WHAT IS NEEDED: Would you write out all of the entries below, exactly as they stand?

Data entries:
----

/// Macro for prefixed status logging to stderr (only when stderr is a terminal).
///
/// Usage:
/// ```ignore
/// log_status!("queue", "Queued {}", operation);
/// log_status!("release", "Created v{}", version);
/// ```
#[macro_export]
macro_rules! log_status {
    ($prefix:expr, $($arg:tt)*) => {
        if ::std::io::IsTerminal::is_terminal(&::std::io::stderr()) {
            eprintln!(concat!("[", $prefix, "] {}"), format_args!($($arg)*));
        }
    };
}

pub mod core;
pub mod utils;

// Re-export everything from core for ergonomic library use
// Users can write `relman::build` instead of `relman::core::build`
pub use core::*;
pub use utils::*;
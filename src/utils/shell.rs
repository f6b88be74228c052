//! Shell quoting for human-readable command lines.
//!
//! Commands are spawned with argument vectors and never wrapped in a shell.
//! The one exception is a Windows `.cmd` shim (npm, npx), which the standard
//! library launches through `cmd.exe` with its own argument escaping. These
//! helpers only render command lines for logs and error details.

/// Escape a value for use inside single quotes.
/// Replaces `'` with `'\''` (end quote, escaped quote, start quote).
pub fn escape_single_quote_content(value: &str) -> String {
    value.replace('\'', "'\\''")
}

/// Quote a single argument.
/// - Empty strings become `''`
/// - Strings with shell metacharacters are wrapped in single quotes
/// - Embedded single quotes are escaped
pub fn quote_arg(arg: &str) -> String {
    if arg.is_empty() {
        return "''".to_string();
    }

    const SHELL_META: &[char] = &[
        ' ', '\t', '\n', '\'', '"', '\\', '$', '`', '!', '*', '?', '[', ']', '(', ')', '{', '}',
        '<', '>', '|', '&', ';', '#', '~',
    ];

    if !arg.contains(SHELL_META) {
        return arg.to_string();
    }

    format!("'{}'", escape_single_quote_content(arg))
}

/// Quote and join multiple arguments.
pub fn quote_args(args: &[String]) -> String {
    args.iter()
        .map(|a| quote_arg(a))
        .collect::<Vec<_>>()
        .join(" ")
}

----

ANSWER SPACE:
/// Macro for prefixed status logging to stderr (only when stderr is a terminal).
///
/// Usage:
/// ```ignore
/// log_status!("queue", "Queued {}", operation);
/// log_status!("release", "Created v{}", version);
/// ```
#[macro_export]
macro_rules! log_status {
    ($prefix:expr, $($arg:tt)*) => {
        if ::std::io::IsTerminal::is_terminal(&::std::io::stderr()) {
            eprintln!(concat!("[", $prefix, "] {}"), format_args!($($arg)*));
        }
    };
}

pub mod core;
pub mod utils;

// Re-export everything from core for ergonomic library use
// Users can write `relman::build` instead of `relman::core::build`
pub use core::*;
pub use utils::*;
filename src/utils/shell.rs
repository f6b88be74228c052
//! Shell quoting for human-readable command lines.
//!
//! Commands are spawned with argument vectors and never wrapped in a shell.
//! The one exception is a Windows `.cmd` shim (npm, npx), which the standard
//! library launches through `cmd.exe` with its own argument escaping. These
//! helpers only render command lines for logs and error details.

/// Escape a value for use inside single quotes.
/// Replaces `'` with `'\''` (end quote, escaped quote, start quote).
pub fn escape_single_quote_content(value: &str) -> String {
    value.replace('\'', "'\\''")
}

/// Quote a single argument.
/// - Empty strings become `''`
/// - Strings with shell metacharacters are wrapped in single quotes
/// - Embedded single quotes are escaped
pub fn quote_arg(arg: &str) -> String {
    if arg.is_empty() {
        return "''".to_string();
    }

    const SHELL_META: &[char] = &[
        ' ', '\t', '\n', '\'', '"', '\\', '$', '`', '!', '*', '?', '[', ']', '(', ')', '{', '}',
        '<', '>', '|', '&', ';', '#', '~',
    ];

    if !arg.contains(SHELL_META) {
        return arg.to_string();
    }

    format!("'{}'", escape_single_quote_content(arg))
}

/// Quote and join multiple arguments.
pub fn quote_args(args: &[String]) -> String {
    args.iter()
        .map(|a| quote_arg(a))
        .collect::<Vec<_>>()
        .join(" ")
}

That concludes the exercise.